Enriching The Social Skills Of Children With Autism Earns 

Wendy K. Dawson TEW Women on the Move Award

HOUSTON —Wendy K. Dawson sees extraordinary “possibilities” in children living with autism. Founding Social Motion, a ground-breaking institute specializing in social skills programs, she built an organization that helps children learn to believe in themselves, blend in and befriend. Since its inception, the lives of approximately 1200 children and parents have been enriched through Social Motion, an act Wendy calls an extension of love. And that “motion” was set in place long before Wendy was born….with a message in a bottle.  

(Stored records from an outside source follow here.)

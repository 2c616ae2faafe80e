// CIT - Capital Income Tax
// Written in 2024 by
//   The CIT developers
//
// To the extent possible under law, the author(s) have dedicated all
// copyright and related and neighboring rights to this software to
// the public domain worldwide. This software is distributed without
// any warranty.
//
// You should have received a copy of the CC0 Public Domain Dedication
// along with this software.
// If not, see <http://creativecommons.org/publicdomain/zero/1.0/>.
//

//! CIT
//!
//! Capital income tax calculator for cryptocurrencies. Reads a ledger of
//! buys and sells of a single asset and reports acquisition prices, realized
//! profit and loss, and the yearly taxable amount.
//!

pub mod accounting;
pub mod config;
pub mod csv;
pub mod datemap;
pub mod file;
pub mod http;
pub mod ledger;
pub mod logger;
pub mod market_data;
pub mod report;
pub mod table;
pub mod units;

use anyhow::Context;
use clap::{Args, Parser, Subcommand};
use log::{info, warn};
use std::path::PathBuf;

use accounting::Currency;
use config::Configuration;
use csv::CsvPrinter;
use ledger::Ledger;
use market_data::{PriceSource, Yahoo};
use report::Selection;
use table::Table;

static DISCLAIMER: &str = "\
+--------------------------------------------------+
|                     WARRANTY                     |
+--------------------------------------------------+
| This program is provided \"as is\" without any     |
| warranty of any kind, express or implied,        |
| including the implied warranties of              |
| merchantability and fitness for a particular     |
| purpose. You use it at your own risk; check      |
| every figure before filing a tax return.         |
+--------------------------------------------------+";

#[derive(Parser)]
#[command(
    name = "cit",
    version,
    about = "CIT is a Capital Income Tax calculator for cryptocurrencies."
)]
struct Cli {
    /// Configuration file (defaults to <config dir>/cit/config.json if present)
    #[arg(long, global = true)]
    config: Option<PathBuf>,
    /// Suppress the warranty disclaimer
    #[arg(short, long, global = true)]
    mute: bool,
    /// Print tables as CSV rather than as text grids
    #[arg(long, global = true)]
    csv: bool,
    /// Show informational log messages
    #[arg(short, long, global = true)]
    verbose: bool,
    /// Also write a detailed log to this file
    #[arg(long, global = true)]
    debug_log: Option<PathBuf>,
    #[command(subcommand)]
    command: Command,
}

/// Options shared by every command which reads a ledger
#[derive(Args)]
struct Inputs {
    /// Input file, relative to the data directory; may be repeated to merge
    /// several files
    #[arg(short = 'f', long = "file")]
    files: Vec<String>,
    /// Show money in the domestic currency rather than the asset's currency
    #[arg(short, long)]
    ccy: bool,
}

impl Inputs {
    fn currency(&self) -> Currency {
        if self.ccy {
            Currency::Domestic
        } else {
            Currency::Asset
        }
    }

    /// Loads and merges the input files, or the configured default file if
    /// none were given
    fn load(&self, config: &Configuration, source: &dyn PriceSource) -> anyhow::Result<Ledger> {
        let ledger = if self.files.is_empty() {
            ledger::input::load_ledger(&[config.input_file()], config, source)?
        } else {
            ledger::input::load_ledger(self.files.as_slice(), config, source)?
        };
        if ledger.is_empty() {
            warn!("No transactions found.");
        } else if let Some((first, last)) = ledger.year_range() {
            info!("Loaded {} transactions, {}-{}", ledger.len(), first, last);
        }
        Ok(ledger)
    }
}

#[derive(Subcommand)]
enum Command {
    /// List transactions
    List {
        #[arg(value_enum, default_value_t = Selection::All)]
        selection: Selection,
        /// Only list transactions of this fiscal year
        #[arg(short, long)]
        year: Option<i32>,
        #[command(flatten)]
        inputs: Inputs,
    },
    /// Show the profit and loss of each sale in a fiscal year
    Pnl {
        year: i32,
        #[command(flatten)]
        inputs: Inputs,
    },
    /// Show the tax summary of a fiscal year
    Tax {
        year: i32,
        #[command(flatten)]
        inputs: Inputs,
    },
    /// Show position statistics
    Stats {
        /// Only consider transactions up to the end of this fiscal year
        #[arg(short, long)]
        year: Option<i32>,
        #[command(flatten)]
        inputs: Inputs,
    },
    /// Estimate a fiscal year's result from the overall average purchase price
    Overview {
        year: i32,
        #[command(flatten)]
        inputs: Inputs,
    },
    /// Write the merged transactions, with prices filled in, to a new file
    Export {
        outfile: String,
        #[command(flatten)]
        inputs: Inputs,
    },
}

fn print_table(table: &Table, csv: bool) {
    if csv {
        print!("{}", CsvPrinter(table));
    } else {
        println!("{}", table);
    }
}

fn main() -> Result<(), anyhow::Error> {
    let cli = Cli::parse();

    match cli.debug_log {
        Some(ref path) => logger::Logger::init(path, cli.verbose)
            .with_context(|| format!("opening debug log {}", path.to_string_lossy()))?,
        None => logger::Logger::init_terminal_only(cli.verbose)?,
    }

    // Keep CSV output machine-readable
    if !cli.mute && !cli.csv {
        println!("{}", DISCLAIMER);
        println!();
    }

    let config = Configuration::find(cli.config.as_deref()).context("loading configuration")?;
    let source = Yahoo::new(config.market_data_url());
    let domestic = config.domestic_currency();

    match cli.command {
        Command::List {
            selection,
            year,
            inputs,
        } => {
            let ledger = inputs.load(&config, &source)?;
            let table =
                report::transactions(&ledger, selection, year, inputs.currency(), domestic);
            print_table(&table, cli.csv);
        }
        Command::Pnl { year, inputs } => {
            let ledger = inputs.load(&config, &source)?;
            let currency = inputs.currency();
            let records = accounting::profit_and_loss_in_year(&ledger, year, currency);
            if records.is_empty() {
                warn!("No sales in {}.", year);
            }
            let table = report::profit_and_loss(&records, year, currency, domestic);
            print_table(&table, cli.csv);
        }
        Command::Tax { year, inputs } => {
            let ledger = inputs.load(&config, &source)?;
            let currency = inputs.currency();
            let summary =
                accounting::tax_summary(&ledger, year, currency, &config.tax_parameters());
            print_table(&report::tax(&summary, currency, domestic), cli.csv);
        }
        Command::Stats { year, inputs } => {
            let ledger = inputs.load(&config, &source)?;
            let currency = inputs.currency();
            let summary = accounting::position_summary(&ledger, year, currency);
            print_table(
                &report::statistics(&summary, year, currency, domestic),
                cli.csv,
            );
        }
        Command::Overview { year, inputs } => {
            let ledger = inputs.load(&config, &source)?;
            let currency = inputs.currency();
            let overview = accounting::sales_overview(&ledger, year, currency);
            print_table(
                &report::sales_overview(&overview, year, currency, domestic),
                cli.csv,
            );
        }
        Command::Export { outfile, inputs } => {
            let ledger = inputs.load(&config, &source)?;
            ledger::input::export_json(&ledger, outfile, &config)?;
        }
    }

    log::Log::flush(log::logger());
    Ok(())
}
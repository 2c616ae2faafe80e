// CIT - Capital Income Tax
// Written in 2024 by
//   The CIT developers
//
// To the extent possible under law, the author(s) have dedicated all
// copyright and related and neighboring rights to this software to
// the public domain worldwide. This software is distributed without
// any warranty.
//
// You should have received a copy of the CC0 Public Domain Dedication
// along with this software.
// If not, see <http://creativecommons.org/publicdomain/zero/1.0/>.
//

//! Logging
//!
//! Log infrastructure. This uses the traits and macros from the log 0.4 crate.
//!
//! Writes WARN and more urgent messages to stderr (INFO too when verbose),
//! leaving stdout for the reports themselves. Optionally also logs everything
//! DEBUG and up to a debug log, with timestamp and severity information.
//!
//! Any errors related to writing are simply dropped and the messages won't be
//! logged. Errors related to initially opening the files should kill the program.
//!

use std::fs::File;
use std::io::Write;
use std::path::Path;
use std::sync::Mutex;

/// The most verbose level shown on the terminal
fn terminal_level(verbose: bool) -> log::LevelFilter {
    if verbose {
        log::LevelFilter::Info
    } else {
        log::LevelFilter::Warn
    }
}

/// Internal marker structure used to indicate that we only log to the terminal
struct TerminalOnly;

impl log::Log for TerminalOnly {
    fn enabled(&self, metadata: &log::Metadata) -> bool {
        metadata.level() <= log::max_level()
    }

    fn log(&self, record: &log::Record) {
        if self.enabled(record.metadata()) {
            eprintln!("{}", record.args());
        }
    }

    fn flush(&self) {}
}

/// Actual logging structure
pub struct Logger {
    /// Most verbose level that is also shown on the terminal
    terminal_level: log::LevelFilter,
    /// Log for everything, with timestamps
    debug_log: Mutex<File>,
}

impl Logger {
    /// Initialize a global logger which also writes to a debug log
    pub fn init<P: AsRef<Path>>(debug_log: P, verbose: bool) -> Result<(), anyhow::Error> {
        log::set_max_level(log::LevelFilter::Debug);
        log::set_boxed_logger(Box::new(Logger {
            terminal_level: terminal_level(verbose),
            debug_log: Mutex::new(File::create(debug_log)?),
        }))
        .map_err(From::from)
    }

    /// Initialize a global logger (without extra files)
    pub fn init_terminal_only(verbose: bool) -> Result<(), log::SetLoggerError> {
        log::set_max_level(terminal_level(verbose));
        log::set_logger(&TerminalOnly)
    }
}

impl log::Log for Logger {
    fn enabled(&self, metadata: &log::Metadata) -> bool {
        metadata.level() <= log::Level::Debug
    }

    fn log(&self, record: &log::Record) {
        if !self.enabled(record.metadata()) {
            return;
        }
        if record.level() <= self.terminal_level {
            eprintln!("{}", record.args());
        }
        // Regardless, log to debug log with timestamp and log level
        if let Ok(mut debug_log) = self.debug_log.lock() {
            let _ = writeln!(
                debug_log,
                "{} [{}] {}: {}",
                chrono::Utc::now().format("%F %T%.6f%z"),
                record.level(),
                record.target(),
                record.args(),
            );
        }
    }

    fn flush(&self) {
        if let Ok(mut debug_log) = self.debug_log.lock() {
            let _ = debug_log.flush();
        }
    }
}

When Wendy’s father David was just a young boy in Little Rock, Arkansas, he and his brother Ivan tossed a bottle into the Arkansas River with a note that read “If found, write us back, David and Ivan King, Little Rock Arkansas.” Little did he know, that little bottle would travel all the way to Bayou Sorrel, LA and into the hands of Dubby Bezet, sparking a long friendship between that would greatly impact his daughter Wendy’s educational opportunities, broaden her social skills, and sharpen the business sensibilities she would use and change the lives of families through Social Motion.    

As David traveled past huge chemical plants on his way to visit Dubby near Baton Rouge, he was inspired to follow his dreams and become a chemical engineer – a decision that would send Wendy across the Atlantic Ocean and new opportunities. Thanks to David’s career, Wendy (alongside her sister and mom) spent her formative years in Holland attending a Dutch school.  

“I think the good fortune of being an expatriate and changing schools frequently while growing up helped develop my outgoing nature. This varied upbringing also helped develop my love of languages, cultures, people and families.”

Following a return to the States to finish high school, she embarked on another transatlantic journey where she studied International Business at the American University in Paris. After Paris, Wendy moved to New York where she began an exciting career at French Bank Societe Generate before heading to Texas to work in the oil industry.    

Now a Texas resident, a blind date set in “motion” a romance with a tall man from Scotland named Alistair Dawson, who shared her tastes for finer food and exquisite wines.  

“It was love at first sight. We laugh that were it not for our matchmaker, we never would have met. Mine was a world of oil traders, his, a world of attorneys, and while we frequented many of the same restaurants and wine bars, we never seemed to be at the same place at the same time. We have not been apart since that fateful first date.”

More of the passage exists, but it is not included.